El #2DeOctubre México puso en peligro su marca país ante los ojos del mundo olímpico

Istagram

A escasos diez días de la inauguración de los XIX Juegos Olímpicos en la Ciudad de México, ocurrió un hecho que marcó el rumbo de la sociedad en el país entero: el más violento encontronazo entre el movimiento estudiantil de aquellos meses y las autoridades representadas por grupos de choque y elementos del propio Ejército Mexicano.

Un número indeterminado de muertos fue el saldo que arrojaron las ráfagas de balas que desde ciertos puntos estratégicos fueron lanzadas en la inmediaciones de la Plaza de las Tres Culturas de Tlatelolco, en la zona centro de la capital mexicana, mientras se celebraba una manifestación de estudiantes

Si bien al interior del país los periódicos, la radio y la televisión narraron los hechos, en realidad lo hicieron de manera superflua y no dieron cuenta de la magnitud del fenómeno social que se había desatado y que venía desde unos meses atrás, luego de un enfrentamiento entre escolares del Instituto Politécnico Nacional y la preparatoria Isaac Ocheterena  que fue reprimido por cuerpos policíacos  y que desató una huelga de universidades y escuelas de nivel bachillerato en buena parte del país.

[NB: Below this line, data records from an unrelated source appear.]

// ── Unit tests ────────────────────────────────────────────────────────────────

#[cfg(test)]
mod tests {
    use super::*;
    use crate::lander::ability_gate::BurstRecharge;
    use crate::lander::body::HeadlessBody;
    use crate::lander::landing::LandingType;
    use std::sync::{Arc, Mutex};

    const DT: f32 = 0.02;

    // ── helpers ───────────────────────────────────────────────────────────────

    fn controller() -> FlightController {
        FlightController::from_config(&LanderConfig::default()).unwrap()
    }

    fn recording_bus() -> (EventBus, Arc<Mutex<Vec<LanderEvent>>>) {
        let mut bus = EventBus::new();
        let log = Arc::new(Mutex::new(Vec::new()));
        let sink = Arc::clone(&log);
        bus.attach(move |e: &LanderEvent| sink.lock().unwrap().push(*e));
        (bus, log)
    }

    fn take(log: &Arc<Mutex<Vec<LanderEvent>>>) -> Vec<LanderEvent> {
        std::mem::take(&mut *log.lock().unwrap())
    }

    const UP: LanderInput = LanderInput {
        up: true,
        left: false,
        right: false,
        burst: false,
    };

    /// A controller already in flight.
    fn flying() -> (FlightController, HeadlessBody, EventBus, Arc<Mutex<Vec<LanderEvent>>>) {
        let mut ctl = controller();
        let mut body = HeadlessBody::default();
        let (mut bus, log) = recording_bus();
        ctl.tick(UP, DT, &mut body, &mut bus);
        assert_eq!(ctl.state(), LanderState::Normal);
        take(&log);
        (ctl, HeadlessBody::default(), bus, log)
    }

    fn pad_contact(multiplier: f32, speed: f32) -> Contact {
        Contact {
            pad_multiplier: Some(multiplier),
            impact_speed: speed,
        }
    }

    // ── WaitingToStart ────────────────────────────────────────────────────────

    #[test]
    fn waiting_without_input_stays_waiting() {
        let mut ctl = controller();
        let mut body = HeadlessBody::default();
        let (mut bus, log) = recording_bus();

        for _ in 0..50 {
            ctl.tick(LanderInput::default(), DT, &mut body, &mut bus);
        }

        assert_eq!(ctl.state(), LanderState::WaitingToStart);
        assert_eq!(body.gravity_scale, 0.0);
        assert!(take(&log).iter().all(|e| *e == LanderEvent::BeforeForce));
    }

    #[test]
    fn burst_alone_does_not_start_the_flight() {
        let mut ctl = controller();
        let mut body = HeadlessBody::default();
        let (mut bus, _log) = recording_bus();
        let input = LanderInput {
            burst: true,
            ..Default::default()
        };

        ctl.tick(input, DT, &mut body, &mut bus);

        assert_eq!(ctl.state(), LanderState::WaitingToStart);
        assert!(body.untouched());
    }

    #[test]
    fn directional_input_starts_flight_and_enables_gravity() {
        let mut ctl = controller();
        let mut body = HeadlessBody::default();
        let (mut bus, log) = recording_bus();
        let input = LanderInput {
            left: true,
            ..Default::default()
        };

        ctl.tick(input, DT, &mut body, &mut bus);

        assert_eq!(ctl.state(), LanderState::Normal);
        assert_eq!(body.gravity_scale, GRAVITY_NORMAL);
        assert_eq!(
            take(&log),
            vec![
                LanderEvent::BeforeForce,
                LanderEvent::StateChanged {
                    state: LanderState::Normal
                }
            ]
        );
        // The starting tick only transitions; no thrust yet.
        assert!(body.untouched());
        assert_eq!(ctl.fuel(), LanderConfig::default().fuel_max);
    }

    // ── Normal ────────────────────────────────────────────────────────────────

    #[test]
    fn up_thrust_pushes_along_body_up_and_burns_fuel() {
        let (mut ctl, mut body, mut bus, log) = flying();
        body.rotation = -std::f32::consts::FRAC_PI_2; // nose toward +X

        ctl.tick(UP, DT, &mut body, &mut bus);

        let expected = UP_FORCE * DT;
        assert!((body.force - Vec2::new(expected, 0.0)).length() < 1e-3);
        assert!((ctl.fuel() - (10.0 - FUEL_CONSUMPTION_PER_SECOND * DT)).abs() < 1e-6);
        assert_eq!(take(&log), vec![LanderEvent::BeforeForce, LanderEvent::UpForce]);
    }

    #[test]
    fn left_and_right_apply_opposite_torque_and_combine_with_up() {
        let (mut ctl, mut body, mut bus, log) = flying();

        let left = LanderInput {
            up: true,
            left: true,
            ..Default::default()
        };
        ctl.tick(left, DT, &mut body, &mut bus);
        assert!((body.torque - TURN_TORQUE * DT).abs() < 1e-6);
        assert!(body.force.y > 0.0);
        assert_eq!(
            take(&log),
            vec![
                LanderEvent::BeforeForce,
                LanderEvent::UpForce,
                LanderEvent::LeftForce
            ]
        );

        let mut body = HeadlessBody::default();
        let right = LanderInput {
            right: true,
            ..Default::default()
        };
        ctl.tick(right, DT, &mut body, &mut bus);
        assert!((body.torque + TURN_TORQUE * DT).abs() < 1e-6);
        assert_eq!(
            take(&log),
            vec![LanderEvent::BeforeForce, LanderEvent::RightForce]
        );
    }

    #[test]
    fn empty_tank_skips_all_forces() {
        let (mut ctl, mut body, mut bus, log) = flying();
        ctl.fuel.consume_fixed(100.0);

        let all = LanderInput {
            up: true,
            left: true,
            right: true,
            burst: true,
        };
        ctl.tick(all, DT, &mut body, &mut bus);

        assert!(body.untouched());
        assert_eq!(ctl.state(), LanderState::Normal);
        assert_eq!(take(&log), vec![LanderEvent::BeforeForce]);
    }

    #[test]
    fn burst_fires_once_then_gate_closes() {
        let (mut ctl, mut body, mut bus, log) = flying();
        let burst = LanderInput {
            burst: true,
            ..Default::default()
        };
        let before = ctl.fuel();

        ctl.tick(burst, DT, &mut body, &mut bus);

        assert!((body.impulse - Vec2::Y * BURST_FORCE).length() < 1e-5);
        assert!((ctl.fuel() - (before - BURST_FUEL_COST)).abs() < 1e-6);
        assert!(!ctl.burst_available());
        assert_eq!(
            take(&log),
            vec![
                LanderEvent::BeforeForce,
                LanderEvent::BurstForce,
                LanderEvent::BurstFlameForce
            ]
        );

        // Held down on the next tick: nothing more.
        let mut body = HeadlessBody::default();
        ctl.tick(burst, DT, &mut body, &mut bus);
        assert!(body.untouched());
        assert!((ctl.fuel() - (before - BURST_FUEL_COST)).abs() < 1e-6);
    }

    #[test]
    fn burst_needs_enough_fuel() {
        let (mut ctl, mut body, mut bus, log) = flying();
        let excess = ctl.fuel() - (BURST_FUEL_COST - 0.5);
        ctl.fuel.consume_fixed(excess);
        let fuel = ctl.fuel();
        let burst = LanderInput {
            burst: true,
            ..Default::default()
        };

        ctl.tick(burst, DT, &mut body, &mut bus);

        assert!(body.untouched());
        assert_eq!(ctl.fuel(), fuel);
        assert!(ctl.burst_available());
        assert_eq!(take(&log), vec![LanderEvent::BeforeForce]);
    }

    #[test]
    fn burst_becomes_available_again_after_cooldown() {
        let mut config = LanderConfig::default();
        config.burst_cooldown = 0.1;
        config.burst_recharge = BurstRecharge::WhileUnavailable;
        let mut ctl = FlightController::from_config(&config).unwrap();
        let mut body = HeadlessBody::default();
        let mut bus = EventBus::new();
        ctl.tick(UP, DT, &mut body, &mut bus);

        let burst = LanderInput {
            burst: true,
            ..Default::default()
        };
        ctl.tick(burst, DT, &mut body, &mut bus);
        assert!(!ctl.burst_available());

        for _ in 0..6 {
            ctl.tick(LanderInput::default(), DT, &mut body, &mut bus);
        }
        assert!(ctl.burst_available());
    }

    // ── Collisions ────────────────────────────────────────────────────────────

    #[test]
    fn perfect_touchdown_publishes_landed_then_game_over() {
        let (mut ctl, body, mut bus, log) = flying();

        let outcome = ctl
            .handle_collision(pad_contact(2.0, 0.0), &body, &mut bus)
            .unwrap();

        assert_eq!(outcome.landing_type, LandingType::Success);
        assert_eq!(outcome.score, 1000);
        assert_eq!(ctl.state(), LanderState::GameOver);
        assert_eq!(
            take(&log),
            vec![
                LanderEvent::Landed(outcome),
                LanderEvent::StateChanged {
                    state: LanderState::GameOver
                }
            ]
        );
    }

    #[test]
    fn tilted_touchdown_uses_body_up_for_dot() {
        let (mut ctl, mut body, mut bus, _log) = flying();
        body.rotation = 60.0_f32.to_radians(); // cos 60° = 0.5

        let outcome = ctl
            .handle_collision(pad_contact(2.0, 1.0), &body, &mut bus)
            .unwrap();

        assert_eq!(outcome.landing_type, LandingType::TooSteepAngle);
        assert!((outcome.dot_vector - 0.5).abs() < 1e-5);
        assert_eq!(outcome.score, 0);
    }

    #[test]
    fn terrain_crash_is_wrong_landing_area() {
        let (mut ctl, body, mut bus, _log) = flying();
        let contact = Contact {
            pad_multiplier: None,
            impact_speed: 3.0,
        };

        let outcome = ctl.handle_collision(contact, &body, &mut bus).unwrap();

        assert_eq!(outcome.landing_type, LandingType::WrongLandingArea);
        assert_eq!(outcome.landing_speed, 0.0);
        assert_eq!(outcome.dot_vector, 0.0);
    }

    #[test]
    fn only_the_first_collision_is_scored() {
        let (mut ctl, body, mut bus, log) = flying();
        ctl.handle_collision(pad_contact(2.0, 5.0), &body, &mut bus);
        take(&log);

        let second = ctl.handle_collision(pad_contact(2.0, 0.0), &body, &mut bus);

        assert!(second.is_none());
        assert!(take(&log).is_empty());
    }

    #[test]
    fn game_over_freezes_forces_and_fuel() {
        let (mut ctl, mut body, mut bus, log) = flying();
        ctl.handle_collision(pad_contact(1.0, 0.5), &body, &mut bus);
        take(&log);
        let fuel = ctl.fuel();
        let all = LanderInput {
            up: true,
            left: true,
            right: true,
            burst: true,
        };

        for _ in 0..20 {
            ctl.tick(all, DT, &mut body, &mut bus);
        }

        assert!(body.untouched());
        assert_eq!(ctl.fuel(), fuel);
        assert_eq!(ctl.state(), LanderState::GameOver);
        assert!(take(&log).iter().all(|e| *e == LanderEvent::BeforeForce));
    }

    // ── Overlaps ──────────────────────────────────────────────────────────────

    #[test]
    fn fuel_pickup_refills_clamped_and_destroys() {
        let (mut ctl, _body, mut bus, log) = flying();
        ctl.fuel.consume_fixed(4.0);
        let mut destroyed = 0;

        ctl.handle_overlap(
            OverlapTags {
                fuel_pickup: true,
                coin_pickup: false,
            },
            || destroyed += 1,
            &mut bus,
        );

        assert_eq!(ctl.fuel(), 10.0);
        assert_eq!(destroyed, 1);
        assert!(take(&log).is_empty());
    }

    #[test]
    fn coin_pickup_publishes_and_destroys() {
        let (mut ctl, _body, mut bus, log) = flying();
        let mut destroyed = 0;

        ctl.handle_overlap(
            OverlapTags {
                fuel_pickup: false,
                coin_pickup: true,
            },
            || destroyed += 1,
            &mut bus,
        );

        assert_eq!(destroyed, 1);
        assert_eq!(take(&log), vec![LanderEvent::CoinPickup]);
    }

    #[test]
    fn pickups_are_ignored_after_a_crash() {
        let (mut ctl, body, mut bus, log) = flying();
        ctl.fuel.consume_fixed(4.0);
        let terrain = Contact {
            pad_multiplier: None,
            impact_speed: 2.0,
        };
        ctl.handle_collision(terrain, &body, &mut bus);
        take(&log);
        let mut destroyed = false;

        ctl.handle_overlap(
            OverlapTags {
                fuel_pickup: true,
                coin_pickup: true,
            },
            || destroyed = true,
            &mut bus,
        );

        assert!(!destroyed);
        assert_eq!(ctl.fuel(), 6.0);
        assert!(take(&log).is_empty());
    }

    #[test]
    fn untagged_overlap_is_ignored() {
        let (mut ctl, _body, mut bus, _log) = flying();
        let mut destroyed = false;
        ctl.handle_overlap(OverlapTags::default(), || destroyed = true, &mut bus);
        assert!(!destroyed);
    }

    // ── Restart ───────────────────────────────────────────────────────────────

    #[test]
    fn reset_restores_spawn_values() {
        let (mut ctl, mut body, mut bus, _log) = flying();
        let burst = LanderInput {
            burst: true,
            ..Default::default()
        };
        ctl.tick(burst, DT, &mut body, &mut bus);
        ctl.handle_collision(pad_contact(1.0, 9.0), &body, &mut bus);

        ctl.reset();

        assert_eq!(ctl.state(), LanderState::WaitingToStart);
        assert_eq!(ctl.fuel_normalized(), 1.0);
        assert!(ctl.burst_available());
    }

    #[test]
    fn speed_accessors_read_body_velocity() {
        let ctl = controller();
        let mut body = HeadlessBody::default();
        body.velocity = Vec2::new(1.5, -3.0);
        assert_eq!(ctl.speed_x(&body), 1.5);
        assert_eq!(ctl.speed_y(&body), -3.0);
    }
}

Además de las fatales consecuencias de los muertos, las personas desaparecidas y también las encarceladas, lo que se puso en peligro fue la credibilidad, prestigio y valor de la marca país que México ostentaba en ese momento, producto de buenas acciones económicas y un desarrollo sostenido que venía ejecutando desde un par de décadas previas.

La buena imagen de México ante el mundo se veía premiada con la organización de los Juegos Olímpicos que habrían de ser inaugurados el 12 de octubre y también con ser sede del Campeonato Mundial de Futbol en 1970, pero los hechos sangrientos de Tlatelolco pusieron en duda la realización de los juegos y dieron la vuelta al mundo para colocar al país con una imagen represora y distante del mensaje de paz que el deportivismo representa.

Finalmente, los juegos sí se celebraron y marcaron un importante momento para el olimpismo, la cultura y también para la memoria de la sociedad mexicana y principalmente su capital, pero lo ocurrido hoy hace 50 años, también se quedó incrustado en la memoria de la sociedad y marcó la pauta para la lucha social que medio siglo después comenzó a gestarse entre los ciudadanos mexicanos.